### Instructions for the task
From the first line of the data below, copy each line up to the one containing "a loaded classifier", and include that line too.

Saved data entries:

//! API Server - HTTP server for the classification and blocklist API

use axum::{
    routing::{get, post},
    Router,
};
use std::sync::Arc;
use tower_http::cors::{Any, CorsLayer};
use tower_http::trace::TraceLayer;
use tracing::info;

use crate::api::handlers::{self, AppState};
use crate::blocklist::BlocklistManager;
use crate::classifier::MessageClassifier;

/// API Server configuration
pub struct ApiServer {
    state: Arc<AppState>,
    addr: String,
}

impl ApiServer {
    /// Create a new API server around a loaded classifier
    pub fn new(classifier: Arc<MessageClassifier>, model_dir: String, addr: String) -> Self {
        let state = Arc::new(AppState {
            classifier,
            blocklist: BlocklistManager::new(),
            model_dir,
        });

        Self { state, addr }
    }

    /// Build the router with all routes
    pub fn router(&self) -> Router {
        // CORS configuration: fully open, the browser extension posts from
        // arbitrary origins
        let cors = CorsLayer::new()
            .allow_origin(Any)
            .allow_methods(Any)
            .allow_headers(Any);

        Router::new()
            .route("/health", get(handlers::health))
            .route("/classify/", post(handlers::classify))
            .route("/blocklist/", get(handlers::list_blocklist))
            .route("/blocklist/add", post(handlers::add_to_blocklist))
            .route("/blocklist/remove", post(handlers::remove_from_blocklist))
            .layer(cors)
            .layer(TraceLayer::new_for_http())
            .with_state(self.state.clone())
    }

    /// Run the server (blocks until shutdown)
    pub async fn run(&self) -> std::io::Result<()> {
        let router = self.router();

        info!("API server listening on {}", self.addr);

        let listener = tokio::net::TcpListener::bind(&self.addr).await?;
        axum::serve(listener, router).await?;

        Ok(())
    }
}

### Solved exercise
//! API Server - HTTP server for the classification and blocklist API

use axum::{
    routing::{get, post},
    Router,
};
use std::sync::Arc;
use tower_http::cors::{Any, CorsLayer};
use tower_http::trace::TraceLayer;
use tracing::info;

use crate::api::handlers::{self, AppState};
use crate::blocklist::BlocklistManager;
use crate::classifier::MessageClassifier;

/// API Server configuration
pub struct ApiServer {
    state: Arc<AppState>,
    addr: String,
}

impl ApiServer {
    /// Create a new API server around a loaded classifier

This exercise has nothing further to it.